THE DATA below:

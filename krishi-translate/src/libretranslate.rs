//! LibreTranslate provider
//!
//! ```text
//! POST https://libretranslate.com/translate
//! q=Hello&source=en&target=hi&format=text[&api_key=...]
//! ```
//!
//! Success is HTTP 200 with a non-empty `translatedText`.

use crate::error::{TranslateError, TranslateResult};
use crate::provider::{TranslationProvider, non_empty};
use async_trait::async_trait;
use reqwest::StatusCode;
use serde::Deserialize;
use std::time::Duration;

pub const DEFAULT_LIBRETRANSLATE_URL: &str = "https://libretranslate.com/translate";

#[derive(Deserialize)]
#[serde(rename_all = "camelCase")]
struct LibreTranslateResponse {
    translated_text: Option<String>,
}

/// LibreTranslate REST adapter
#[derive(Clone)]
pub struct LibreTranslateProvider {
    client: reqwest::Client,
    base_url: String,
    api_key: Option<String>,
}

impl LibreTranslateProvider {
    pub fn new(
        base_url: impl Into<String>,
        api_key: Option<String>,
        timeout: Duration,
    ) -> TranslateResult<Self> {
        let client = reqwest::Client::builder()
            .timeout(timeout)
            .build()
            .map_err(|e| TranslateError::Config(format!("Failed to create HTTP client: {e}")))?;

        Ok(Self {
            client,
            base_url: base_url.into(),
            api_key: api_key.filter(|k| !k.trim().is_empty()),
        })
    }
}

impl std::fmt::Debug for LibreTranslateProvider {
    fn fmt(&self, f: &mut std::fmt::Formatter<'_>) -> std::fmt::Result {
        f.debug_struct("LibreTranslateProvider")
            .field("base_url", &self.base_url)
            .field("api_key", &self.api_key.as_ref().map(|_| "***"))
            .finish()
    }
}

#[async_trait]
impl TranslationProvider for LibreTranslateProvider {
    async fn translate(
        &self,
        text: &str,
        source_code: &str,
        target_code: &str,
    ) -> TranslateResult<String> {
        let mut form = vec![
            ("q", text),
            ("source", source_code),
            ("target", target_code),
            ("format", "text"),
        ];
        if let Some(key) = &self.api_key {
            form.push(("api_key", key.as_str()));
        }

        let response = self.client.post(&self.base_url).form(&form).send().await?;

        if response.status() != StatusCode::OK {
            let status = response.status().as_u16();
            let message = response.text().await.unwrap_or_default();
            return Err(TranslateError::Api { status, message });
        }

        let body: LibreTranslateResponse = response.json().await.map_err(|e| {
            TranslateError::Parse(format!("Invalid LibreTranslate response: {e}"))
        })?;

        non_empty(body.translated_text)
    }

    fn name(&self) -> &str {
        "libretranslate"
    }
}
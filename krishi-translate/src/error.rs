/// Error types for translation
///
/// Provider-level variants (`Network`, `Timeout`, `Api`, `Parse`,
/// `EmptyTranslation`) are absorbed by the orchestrator and only drive
/// fallback. Request-level variants (`BatchTooLarge`, `TextTooLong`,
/// `EmptyText`) are meant to reject a request outright.
#[derive(Debug, thiserror::Error)]
pub enum TranslateError {
    /// Identifier matches neither a language name nor a known code
    #[error("Unsupported language: {0}")]
    UnsupportedLanguage(String),

    /// Transport failure talking to a provider
    #[error("Network error: {0}")]
    Network(reqwest::Error),

    /// Provider did not answer within the per-call timeout
    #[error("Translation timeout")]
    Timeout,

    /// Provider answered with a non-success status
    #[error("API error ({status}): {message}")]
    Api { status: u16, message: String },

    /// Provider payload could not be understood
    #[error("Parse error: {0}")]
    Parse(String),

    /// Provider answered successfully but without any text
    #[error("Provider returned an empty translation")]
    EmptyTranslation,

    #[error("All translation services failed")]
    AllProvidersFailed,

    #[error("Batch of {len} texts exceeds the maximum of {max}")]
    BatchTooLarge { len: usize, max: usize },

    #[error("Text of {len} characters exceeds the maximum of {max}")]
    TextTooLong { len: usize, max: usize },

    #[error("Text must not be empty")]
    EmptyText,

    /// Invalid or incomplete configuration
    #[error("Configuration error: {0}")]
    Config(String),
}

impl From<reqwest::Error> for TranslateError {
    fn from(e: reqwest::Error) -> Self {
        if e.is_timeout() {
            Self::Timeout
        } else {
            Self::Network(e)
        }
    }
}

impl TranslateError {
    /// Whether this error is a caller-input problem rather than a degraded provider
    pub fn is_request_rejection(&self) -> bool {
        matches!(
            self,
            Self::UnsupportedLanguage(_)
                | Self::BatchTooLarge { .. }
                | Self::TextTooLong { .. }
                | Self::EmptyText
        )
    }
}

/// Result type for translation operations
pub type TranslateResult<T> = Result<T, TranslateError>;
//! Agriculture services behind the farmer assistant
//!
//! - [`weather`]: temperature, humidity and year-to-date rainfall from Open-Meteo
//! - [`recommender`]: logistic-regression crop ranking from soil and weather
//! - [`reference`]: neighbouring-farm acreage and crop price tables
//! - [`ecocrop`]: pH, rainfall and temperature tolerances by crop name
//! - [`llm`]: language-model seam and the Gemini client
//! - [`chat`]: farmer chatbot with bounded per-session memory
//! - [`analyzer`]: market-competition advice over a recommendation
//!
//! # Example
//!
//! ```ignore
//! use krishi_agri::{AgriConfig, CropFeatures, CropModel, CropRecommender, OpenMeteoClient, SoilSample, WeatherSource};
//!
//! let config = AgriConfig::from_env()?;
//! let weather = OpenMeteoClient::from_config(&config)?;
//! let model = CropModel::from_file(&config.crop_model_path)?;
//!
//! let report = weather.get_weather(26.91, 75.78, None).await?;
//! if let Some((temperature, humidity, rainfall)) = report.complete() {
//!     let soil = SoilSample { n: 90.0, p: 42.0, k: 43.0, ph: 6.5 };
//!     let crops = model.recommend(&CropFeatures::new(soil, temperature, humidity, rainfall), 5)?;
//!     println!("{crops:?}");
//! }
//! ```

pub mod analyzer;
pub mod chat;
pub mod config;
pub mod ecocrop;
pub mod error;
pub mod llm;
pub mod mock;
pub mod recommender;
pub mod reference;
pub mod weather;

pub use analyzer::CompetitionAnalyzer;
pub use chat::{ChatSessionStore, Chatbot};
pub use config::AgriConfig;
pub use ecocrop::{CropRanges, EcoCropTable};
pub use error::{AgriError, AgriResult};
pub use llm::{ChatTurn, GeminiClient, LanguageModel, LlmPrompt, Role};
pub use recommender::{CropFeatures, CropModel, CropRecommender, SoilSample};
pub use reference::{ReferenceTable, read_crop_prices, read_village_crops};
pub use weather::{OpenMeteoClient, WeatherReport, WeatherSource};
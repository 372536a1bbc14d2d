//! In-process stand-ins for the weather API, crop model and language model
//!
//! Used by this crate's tests and by the HTTP layer's tests.

use crate::error::{AgriError, AgriResult};
use crate::llm::{LanguageModel, LlmPrompt};
use crate::recommender::{CropFeatures, CropRecommender};
use crate::weather::{WeatherReport, WeatherSource};
use async_trait::async_trait;
use std::collections::VecDeque;
use std::sync::{Arc, Mutex};

/// Weather source answering every lookup with the same report
#[derive(Debug, Clone)]
pub struct StaticWeather {
    report: Option<WeatherReport>,
    calls: Arc<Mutex<Vec<(f64, f64)>>>,
    timestamps: Arc<Mutex<Vec<Option<String>>>>,
}

impl StaticWeather {
    pub fn new(report: WeatherReport) -> Self {
        Self {
            report: Some(report),
            calls: Arc::default(),
            timestamps: Arc::default(),
        }
    }

    /// Every lookup fails like an unreachable forecast endpoint
    pub fn unavailable() -> Self {
        Self {
            report: None,
            calls: Arc::default(),
            timestamps: Arc::default(),
        }
    }

    /// Coordinates requested so far
    pub fn calls(&self) -> Vec<(f64, f64)> {
        self.calls.lock().map(|c| c.clone()).unwrap_or_default()
    }

    /// Timestamps passed with each lookup, in call order
    pub fn timestamps(&self) -> Vec<Option<String>> {
        self.timestamps.lock().map(|t| t.clone()).unwrap_or_default()
    }
}

#[async_trait]
impl WeatherSource for StaticWeather {
    async fn get_weather(
        &self,
        lat: f64,
        lon: f64,
        timestamp: Option<&str>,
    ) -> AgriResult<WeatherReport> {
        if let Ok(mut calls) = self.calls.lock() {
            calls.push((lat, lon));
        }
        if let Ok(mut timestamps) = self.timestamps.lock() {
            timestamps.push(timestamp.map(str::to_string));
        }
        self.report
            .clone()
            .ok_or_else(|| AgriError::Weather("open-meteo request failed".to_string()))
    }
}

/// Recommender returning a fixed ranking truncated to `top_k`
#[derive(Debug, Clone)]
pub struct FixedRecommender {
    ranking: Vec<String>,
    seen: Arc<Mutex<Vec<CropFeatures>>>,
}

impl FixedRecommender {
    pub fn new<I, S>(ranking: I) -> Self
    where
        I: IntoIterator<Item = S>,
        S: Into<String>,
    {
        Self {
            ranking: ranking.into_iter().map(Into::into).collect(),
            seen: Arc::default(),
        }
    }

    /// Feature vectors passed in so far
    pub fn seen(&self) -> Vec<CropFeatures> {
        self.seen.lock().map(|s| s.clone()).unwrap_or_default()
    }
}

impl CropRecommender for FixedRecommender {
    fn recommend(&self, features: &CropFeatures, top_k: usize) -> AgriResult<Vec<String>> {
        if let Ok(mut seen) = self.seen.lock() {
            seen.push(*features);
        }
        Ok(self.ranking.iter().take(top_k).cloned().collect())
    }
}

/// Language model replaying canned replies in order and recording prompts
#[derive(Debug, Clone, Default)]
pub struct ScriptedModel {
    replies: Arc<Mutex<VecDeque<String>>>,
    prompts: Arc<Mutex<Vec<LlmPrompt>>>,
    failing: bool,
}

impl ScriptedModel {
    pub fn new<I, S>(replies: I) -> Self
    where
        I: IntoIterator<Item = S>,
        S: Into<String>,
    {
        Self {
            replies: Arc::new(Mutex::new(replies.into_iter().map(Into::into).collect())),
            ..Self::default()
        }
    }

    /// Every call fails with an upstream error
    pub fn failing() -> Self {
        Self {
            failing: true,
            ..Self::default()
        }
    }

    /// Prompts received so far, oldest first
    pub fn prompts(&self) -> Vec<LlmPrompt> {
        self.prompts.lock().map(|p| p.clone()).unwrap_or_default()
    }
}

#[async_trait]
impl LanguageModel for ScriptedModel {
    async fn complete(&self, prompt: &LlmPrompt) -> AgriResult<String> {
        if let Ok(mut prompts) = self.prompts.lock() {
            prompts.push(prompt.clone());
        }
        if self.failing {
            return Err(AgriError::Api {
                status: 503,
                message: "model unavailable".to_string(),
            });
        }
        self.replies
            .lock()
            .ok()
            .and_then(|mut r| r.pop_front())
            .ok_or(AgriError::EmptyResponse)
    }

    fn name(&self) -> &str {
        "scripted"
    }
}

End of THE DATA.

Read through the data and copy every line where "TextTooLong" shows up.

TASK RESPONSE:
/// fallback. Request-level variants (`BatchTooLarge`, `TextTooLong`,
    TextTooLong { len: usize, max: usize },
                | Self::TextTooLong { .. }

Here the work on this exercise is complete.